This exercise calls for a copy of every line in the listing below that carries the word "directives".

::: Dataset excerpts

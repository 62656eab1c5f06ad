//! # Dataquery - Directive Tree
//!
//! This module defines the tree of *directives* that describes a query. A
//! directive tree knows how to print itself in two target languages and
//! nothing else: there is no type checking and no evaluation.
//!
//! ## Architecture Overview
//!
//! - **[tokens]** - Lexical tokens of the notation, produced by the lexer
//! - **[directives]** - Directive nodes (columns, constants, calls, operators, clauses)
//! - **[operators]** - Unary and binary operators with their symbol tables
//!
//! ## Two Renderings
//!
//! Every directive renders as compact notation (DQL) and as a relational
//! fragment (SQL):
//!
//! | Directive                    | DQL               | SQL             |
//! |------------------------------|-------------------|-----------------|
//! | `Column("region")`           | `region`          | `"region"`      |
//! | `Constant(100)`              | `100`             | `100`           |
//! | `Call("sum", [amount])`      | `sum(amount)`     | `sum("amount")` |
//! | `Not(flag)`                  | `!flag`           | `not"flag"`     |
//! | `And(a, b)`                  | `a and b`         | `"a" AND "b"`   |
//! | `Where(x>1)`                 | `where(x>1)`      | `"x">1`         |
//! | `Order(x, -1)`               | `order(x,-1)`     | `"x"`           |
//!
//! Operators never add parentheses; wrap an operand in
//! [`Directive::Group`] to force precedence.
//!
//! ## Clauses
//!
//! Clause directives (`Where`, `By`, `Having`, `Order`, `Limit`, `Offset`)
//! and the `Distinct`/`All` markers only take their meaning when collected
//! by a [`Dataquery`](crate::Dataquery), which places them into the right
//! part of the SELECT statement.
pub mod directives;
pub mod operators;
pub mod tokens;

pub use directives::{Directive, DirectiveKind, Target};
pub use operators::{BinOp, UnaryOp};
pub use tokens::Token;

::::::
::: Dataset excerpts

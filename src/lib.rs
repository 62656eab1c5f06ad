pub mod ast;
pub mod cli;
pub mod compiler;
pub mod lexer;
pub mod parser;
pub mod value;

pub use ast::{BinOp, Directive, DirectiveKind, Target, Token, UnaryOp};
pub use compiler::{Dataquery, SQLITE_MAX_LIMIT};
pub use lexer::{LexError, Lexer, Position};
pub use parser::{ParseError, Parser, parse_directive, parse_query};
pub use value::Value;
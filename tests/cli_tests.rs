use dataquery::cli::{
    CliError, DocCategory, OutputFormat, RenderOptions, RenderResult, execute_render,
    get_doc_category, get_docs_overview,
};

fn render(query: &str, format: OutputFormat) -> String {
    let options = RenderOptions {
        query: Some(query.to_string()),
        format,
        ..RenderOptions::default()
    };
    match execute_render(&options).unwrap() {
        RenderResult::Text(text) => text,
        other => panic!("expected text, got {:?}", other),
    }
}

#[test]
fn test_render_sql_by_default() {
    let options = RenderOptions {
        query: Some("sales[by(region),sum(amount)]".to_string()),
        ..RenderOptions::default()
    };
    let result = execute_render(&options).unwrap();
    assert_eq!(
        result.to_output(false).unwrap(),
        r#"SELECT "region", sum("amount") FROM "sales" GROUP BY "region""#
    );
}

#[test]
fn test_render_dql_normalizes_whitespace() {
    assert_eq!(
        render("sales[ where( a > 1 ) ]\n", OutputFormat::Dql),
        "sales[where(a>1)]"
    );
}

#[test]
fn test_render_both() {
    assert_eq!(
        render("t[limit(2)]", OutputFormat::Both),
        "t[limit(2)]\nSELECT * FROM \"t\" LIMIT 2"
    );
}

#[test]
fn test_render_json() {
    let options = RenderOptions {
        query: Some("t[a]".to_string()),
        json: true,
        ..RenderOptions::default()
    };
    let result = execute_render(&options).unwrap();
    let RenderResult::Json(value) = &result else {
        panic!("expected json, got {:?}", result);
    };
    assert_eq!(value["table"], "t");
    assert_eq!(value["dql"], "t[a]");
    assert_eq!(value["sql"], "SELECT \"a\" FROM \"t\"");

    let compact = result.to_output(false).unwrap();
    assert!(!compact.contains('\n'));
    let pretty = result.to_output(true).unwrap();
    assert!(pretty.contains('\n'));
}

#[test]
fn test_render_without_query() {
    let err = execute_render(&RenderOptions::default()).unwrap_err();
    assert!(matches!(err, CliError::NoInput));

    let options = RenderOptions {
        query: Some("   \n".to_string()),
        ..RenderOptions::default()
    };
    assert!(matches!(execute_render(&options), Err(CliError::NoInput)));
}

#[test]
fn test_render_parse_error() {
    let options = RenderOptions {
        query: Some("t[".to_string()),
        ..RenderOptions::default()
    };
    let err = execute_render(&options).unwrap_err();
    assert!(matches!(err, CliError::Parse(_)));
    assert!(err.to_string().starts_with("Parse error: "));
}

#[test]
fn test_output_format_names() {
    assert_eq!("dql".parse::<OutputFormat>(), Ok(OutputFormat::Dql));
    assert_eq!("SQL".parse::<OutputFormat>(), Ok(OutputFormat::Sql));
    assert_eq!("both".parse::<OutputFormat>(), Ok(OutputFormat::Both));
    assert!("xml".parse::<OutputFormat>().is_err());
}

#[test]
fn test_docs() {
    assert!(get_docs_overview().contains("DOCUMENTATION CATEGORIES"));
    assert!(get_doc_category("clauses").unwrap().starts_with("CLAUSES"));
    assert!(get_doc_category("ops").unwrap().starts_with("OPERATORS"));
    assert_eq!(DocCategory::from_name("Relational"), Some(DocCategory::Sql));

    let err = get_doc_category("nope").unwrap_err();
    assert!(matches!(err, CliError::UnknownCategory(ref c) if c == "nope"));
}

::::::
::: Dataset excerpts

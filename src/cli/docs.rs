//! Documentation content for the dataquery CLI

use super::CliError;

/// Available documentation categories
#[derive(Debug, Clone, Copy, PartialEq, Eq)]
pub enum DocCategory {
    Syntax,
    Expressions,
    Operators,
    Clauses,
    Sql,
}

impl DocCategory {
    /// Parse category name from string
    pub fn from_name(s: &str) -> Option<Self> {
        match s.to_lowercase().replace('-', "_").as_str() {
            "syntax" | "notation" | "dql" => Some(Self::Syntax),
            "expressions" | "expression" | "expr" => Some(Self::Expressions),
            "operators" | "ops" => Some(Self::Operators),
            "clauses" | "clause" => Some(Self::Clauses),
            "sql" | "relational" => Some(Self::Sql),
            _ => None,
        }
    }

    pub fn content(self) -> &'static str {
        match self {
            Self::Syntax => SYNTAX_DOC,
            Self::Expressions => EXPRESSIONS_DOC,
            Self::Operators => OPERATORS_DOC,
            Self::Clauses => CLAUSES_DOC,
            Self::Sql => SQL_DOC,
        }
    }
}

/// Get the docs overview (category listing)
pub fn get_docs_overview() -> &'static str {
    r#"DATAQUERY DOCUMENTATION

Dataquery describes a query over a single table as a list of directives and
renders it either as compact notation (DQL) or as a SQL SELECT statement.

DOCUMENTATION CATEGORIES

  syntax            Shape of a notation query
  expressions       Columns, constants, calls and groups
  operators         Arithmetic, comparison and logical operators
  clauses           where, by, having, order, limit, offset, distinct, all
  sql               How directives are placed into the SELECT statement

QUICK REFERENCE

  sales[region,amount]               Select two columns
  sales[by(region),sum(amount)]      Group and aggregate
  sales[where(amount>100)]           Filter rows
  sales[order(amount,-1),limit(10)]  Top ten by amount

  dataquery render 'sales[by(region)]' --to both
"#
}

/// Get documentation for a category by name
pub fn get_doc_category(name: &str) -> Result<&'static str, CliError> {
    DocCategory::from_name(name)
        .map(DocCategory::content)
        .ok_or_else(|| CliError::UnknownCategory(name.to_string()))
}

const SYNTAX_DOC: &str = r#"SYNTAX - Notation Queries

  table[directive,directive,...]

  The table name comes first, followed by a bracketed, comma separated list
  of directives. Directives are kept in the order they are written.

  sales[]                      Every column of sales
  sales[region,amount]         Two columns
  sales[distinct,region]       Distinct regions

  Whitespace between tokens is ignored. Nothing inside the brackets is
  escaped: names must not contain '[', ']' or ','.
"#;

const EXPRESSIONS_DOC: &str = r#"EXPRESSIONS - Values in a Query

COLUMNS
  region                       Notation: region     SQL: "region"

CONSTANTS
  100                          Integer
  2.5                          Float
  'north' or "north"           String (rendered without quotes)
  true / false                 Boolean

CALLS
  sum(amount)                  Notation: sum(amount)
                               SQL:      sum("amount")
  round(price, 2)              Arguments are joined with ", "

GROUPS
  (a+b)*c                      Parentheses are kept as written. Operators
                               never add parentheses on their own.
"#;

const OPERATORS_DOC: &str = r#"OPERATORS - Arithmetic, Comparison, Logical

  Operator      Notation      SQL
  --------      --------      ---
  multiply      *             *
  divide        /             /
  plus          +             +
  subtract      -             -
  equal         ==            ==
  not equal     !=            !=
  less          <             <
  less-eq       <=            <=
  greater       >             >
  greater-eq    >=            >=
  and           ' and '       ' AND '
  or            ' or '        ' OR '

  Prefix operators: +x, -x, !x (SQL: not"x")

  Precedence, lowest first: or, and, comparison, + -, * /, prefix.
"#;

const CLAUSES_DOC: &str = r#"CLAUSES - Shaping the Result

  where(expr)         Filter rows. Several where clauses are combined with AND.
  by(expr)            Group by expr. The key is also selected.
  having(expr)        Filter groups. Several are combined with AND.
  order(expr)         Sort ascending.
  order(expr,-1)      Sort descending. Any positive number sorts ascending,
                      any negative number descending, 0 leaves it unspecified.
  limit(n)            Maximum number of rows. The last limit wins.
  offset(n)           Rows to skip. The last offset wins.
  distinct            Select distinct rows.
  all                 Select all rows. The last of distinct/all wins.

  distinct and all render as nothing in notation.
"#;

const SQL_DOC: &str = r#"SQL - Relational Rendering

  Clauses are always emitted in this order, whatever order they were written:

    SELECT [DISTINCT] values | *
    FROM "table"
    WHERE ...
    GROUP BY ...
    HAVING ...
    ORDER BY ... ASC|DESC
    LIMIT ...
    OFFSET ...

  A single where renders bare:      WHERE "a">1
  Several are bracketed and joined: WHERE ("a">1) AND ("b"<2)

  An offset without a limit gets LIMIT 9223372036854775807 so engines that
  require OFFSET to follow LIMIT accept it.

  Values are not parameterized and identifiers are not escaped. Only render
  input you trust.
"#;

::::::

### Result for this exercise
//! This module defines the tree of *directives* that describes a query. A
//! - **[directives]** - Directive nodes (columns, constants, calls, operators, clauses)
//! Clause directives (`Where`, `By`, `Having`, `Order`, `Limit`, `Offset`)
pub mod directives;
pub use directives::{Directive, DirectiveKind, Target};
Dataquery describes a query over a single table as a list of directives and
  sql               How directives are placed into the SELECT statement
  of directives. Directives are kept in the order they are written.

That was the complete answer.